Distributed Locks - Naive

30 Dec, 2024

Locks are used by processes to acquire exclusive access to resource which are shared among many processes. Exclusive access is required to prevent race conditions which hard debug and nightmare to detect.

Imagine scenario of an admin is updating an email group by uploading a file. The process works like this:

All existing users in the group are removed. New users listed in the file are added in batches (e.g., 10,000 at a time). Seems straightforward, right? But now, consider what happens if another file is uploaded while the first one is still being processed.

Processing File 1: Existing users are removed. New users from File 1 are being added. File 2 is uploaded mid-way: A new process starts. It removes the current users in the email-group, which now includes users from File 1 that are being added by file1 process. Then, it starts adding users from File 2. At this point, both processes are running:

File 1 is still adding its users. File 2 is also adding its users. By the end, the email group will contain users from both files, which is incorrect because only the users from the second file should be in the group.

In our simple example — solution is simple for admin upload file2 again when issue is detected.
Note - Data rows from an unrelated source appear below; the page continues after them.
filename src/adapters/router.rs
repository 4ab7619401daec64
use axum::{extract::DefaultBodyLimit, http::HeaderValue, middleware, routing::post, Router};
use tower_http::{
    cors::{Any, CorsLayer},
    trace::TraceLayer,
};
use tracing::warn;

use crate::{
    adapters::{
        controllers::upload_controller::UploadController, middleware::require_bearer_token,
        state::AppState,
    },
    domain::config::server::ServerConfig,
};

pub fn cors_layer(server_config: &ServerConfig) -> CorsLayer {
    match &server_config.cors_allowed_origins {
        Some(origins) => {
            let origins: Vec<HeaderValue> = origins
                .iter()
                .filter_map(|origin| match origin.parse() {
                    Ok(value) => Some(value),
                    Err(_) => {
                        warn!("Ignoring invalid CORS origin: {}", origin);
                        None
                    }
                })
                .collect();
            CorsLayer::new()
                .allow_origin(origins)
                .allow_methods(Any)
                .allow_headers(Any)
        }
        None => CorsLayer::permissive(),
    }
}

pub fn create_router(app_state: AppState, cors: CorsLayer) -> Router {
    let body_limit = app_state.upload_config.max_body_size();

    Router::new()
        .route("/upload", post(UploadController::upload))
        .route_layer(middleware::from_fn_with_state(
            app_state.clone(),
            require_bearer_token,
        ))
        .layer(DefaultBodyLimit::max(body_limit))
        .layer(cors)
        .layer(TraceLayer::new_for_http())
        .with_state(app_state)
}
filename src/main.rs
use std::sync::Arc;

use image_upload_service::{
    adapters::{
        router::{cors_layer, create_router},
        state::AppState,
    },
    domain::config::{server::ServerConfig, upload::UploadConfig},
    services::LocalDiskStorage,
};
use tracing_subscriber::EnvFilter;

#[tokio::main]
async fn main() {
    dotenvy::dotenv().ok();

    // Initialize tracing
    tracing_subscriber::fmt()
        .with_env_filter(EnvFilter::try_from_default_env().unwrap_or_else(|_| EnvFilter::new("info")))
        .init();

    let server_config =
        ServerConfig::from_env().expect("ERROR: invalid server configuration");
    let upload_config =
        UploadConfig::from_env().expect("ERROR: invalid upload configuration");

    let storage = LocalDiskStorage::new(upload_config.upload_dir.clone())
        .await
        .expect("ERROR: Failed to prepare upload directory");

    tracing::info!(
        "Storing uploads in {} (max {} bytes per file, fields: {})",
        storage.root().display(),
        upload_config.max_file_size,
        upload_config.file_fields.join(", ")
    );

    let cors = cors_layer(&server_config);
    let app_state = AppState::new(upload_config, Arc::new(storage));
    let router = create_router(app_state, cors);

    // Start the server
    let listener = tokio::net::TcpListener::bind(server_config.bind_address())
        .await
        .expect("Failed to bind to port");

    tracing::info!("Server listening on {}", server_config.bind_address());

    axum::serve(listener, router)
        .await
        .expect("Failed to start server");
}
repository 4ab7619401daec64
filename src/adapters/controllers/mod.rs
pub mod upload_controller;
pub mod upload_dto;
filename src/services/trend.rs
//! Trend statistics over an exercise's session history.
//!
//! Every function expects performances sorted ascending by date and is total:
//! degenerate input yields 0.0 rather than an error.

use serde::{Deserialize, Serialize};

use crate::models::ExercisePerformance;

#[derive(Debug, Clone, Copy, PartialEq, Serialize, Deserialize)]
pub struct TrendSummary {
    pub sessions: usize,
    pub volume_trend: f64,
    pub completion_rate: f64,
    pub intensity_trend: f64,
}

impl TrendSummary {
    pub fn from_history(performances: &[ExercisePerformance]) -> Self {
        Self {
            sessions: performances.len(),
            volume_trend: volume_trend(performances),
            completion_rate: completion_rate(performances),
            intensity_trend: intensity_trend(performances),
        }
    }
}

/// Least-squares slope of session volume against session index.
pub fn volume_trend(performances: &[ExercisePerformance]) -> f64 {
    if performances.len() < 2 {
        return 0.0;
    }

    let n = performances.len() as f64;
    let volumes: Vec<f64> = performances
        .iter()
        .map(ExercisePerformance::total_volume)
        .collect();

    let mean_x = (n - 1.0) / 2.0;
    let mean_y = volumes.iter().sum::<f64>() / n;

    let mut covariance = 0.0;
    let mut variance = 0.0;
    for (index, volume) in volumes.iter().enumerate() {
        let dx = index as f64 - mean_x;
        covariance += dx * (volume - mean_y);
        variance += dx * dx;
    }

    if variance.abs() < f64::EPSILON {
        return 0.0;
    }

    covariance / variance
}

/// Fraction of sets performed in full. Failed and bodyweight entries are not
/// counted on either side.
pub fn completion_rate(performances: &[ExercisePerformance]) -> f64 {
    let (completed, total) = performances
        .iter()
        .flat_map(|performance| performance.sets.iter())
        .filter(|set| set.counts_toward_stats())
        .fold((0usize, 0usize), |(completed, total), set| {
            (completed + usize::from(set.completed), total + 1)
        });

    if total == 0 {
        return 0.0;
    }

    completed as f64 / total as f64
}

/// Relative change of the two most recent sessions' mean weight over the
/// earlier sessions' mean weight. With exactly two sessions the latest is
/// compared against the first.
pub fn intensity_trend(performances: &[ExercisePerformance]) -> f64 {
    let weights: Vec<f64> = performances
        .iter()
        .filter_map(ExercisePerformance::mean_weight)
        .collect();

    if weights.len() < 2 {
        return 0.0;
    }

    let split = if weights.len() == 2 { 1 } else { weights.len() - 2 };
    let (earlier, recent) = weights.split_at(split);

    let baseline = mean(earlier);
    if baseline.abs() < f64::EPSILON {
        return 0.0;
    }

    (mean(recent) - baseline) / baseline
}

fn mean(values: &[f64]) -> f64 {
    values.iter().sum::<f64>() / values.len() as f64
}

#[cfg(test)]
mod tests {
    use super::*;
    use crate::models::WorkoutSet;
    use chrono::NaiveDate;

    fn session(day: u32, sets: &[(f64, u32, bool)]) -> ExercisePerformance {
        ExercisePerformance::new(
            "Barbell Row",
            NaiveDate::from_ymd_opt(2024, 1, day).unwrap(),
            "Back Day",
            sets.iter()
                .map(|&(weight, reps, completed)| WorkoutSet::new(weight, reps, completed))
                .collect(),
        )
    }

    #[test]
    fn test_volume_trend_is_slope_per_session() {
        let history = vec![
            session(1, &[(50.0, 10, true)]),
            session(3, &[(55.0, 10, true)]),
            session(5, &[(60.0, 10, true)]),
        ];

        assert!((volume_trend(&history) - 50.0).abs() < 1e-9);
    }

    #[test]
    fn test_volume_trend_needs_two_sessions() {
        assert_eq!(volume_trend(&[]), 0.0);
        assert_eq!(volume_trend(&[session(1, &[(50.0, 10, true)])]), 0.0);
    }

    #[test]
    fn test_completion_rate() {
        let history = vec![
            session(1, &[(50.0, 10, true), (50.0, 6, false)]),
            session(2, &[(50.0, 10, true), (50.0, 10, true), (50.0, 0, false)]),
        ];

        assert!((completion_rate(&history) - 0.75).abs() < 1e-9);
        assert_eq!(completion_rate(&[]), 0.0);
    }

    #[test]
    fn test_intensity_trend_compares_recent_pair_to_earlier_sessions() {
        let history = vec![
            session(1, &[(40.0, 10, true)]),
            session(2, &[(60.0, 10, true)]),
            session(3, &[(60.0, 10, true)]),
        ];

        assert!((intensity_trend(&history) - 0.5).abs() < 1e-9);
    }

    #[test]
    fn test_intensity_trend_two_sessions_and_zero_baseline() {
        let two = vec![
            session(1, &[(50.0, 10, true)]),
            session(2, &[(55.0, 10, true)]),
        ];
        assert!((intensity_trend(&two) - 0.1).abs() < 1e-9);

        let bodyweight = vec![
            session(1, &[(0.0, 10, true)]),
            session(2, &[(0.0, 12, true)]),
        ];
        assert_eq!(intensity_trend(&bodyweight), 0.0);
    }

    #[test]
    fn test_summary_is_deterministic() {
        let history = vec![
            session(1, &[(50.0, 8, true), (50.0, 8, true)]),
            session(2, &[(52.5, 8, true), (52.5, 6, false)]),
        ];

        assert_eq!(
            TrendSummary::from_history(&history),
            TrendSummary::from_history(&history)
        );
        assert_eq!(TrendSummary::from_history(&history).sessions, 2);
    }
}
But this is unacceptable since problem might go unnoticed for long time and in more likely scenario the problem might not be as simple to fix.

Solution? Don’t let multiple processes to start at the same time which work on same email-group. This is done by distributed locks.

Efficient and easy way to implement distributed lock requires using db such as mongo or Postgres which supports unique index. Create a collection say locks. The documents in the collection will have this schema

{ 
  "resource_name": "resource_name", // Unique identifier for the lock 
  "lock_owner": "instance_id", // Identifier for the process holding the lock "expires_at": 
  "ISODate" // Time when the lock expires 
}

Fields above are self-explanatory.

Indexes give this collection is actual behaviour. resource_name field will have unique index so that atmost only single document (and thus process) will have access to resource and ttl-index on expires_at so that in the event process fails to unlock (delete the document in this case) then document will be removed after certain time and thus prevent permanent lock on resource.

When any process wants to act on any resource say email-group it will first acquire lock on the resource, if successful continue otherwise fail gracefully.

#Distributed Lock #Locks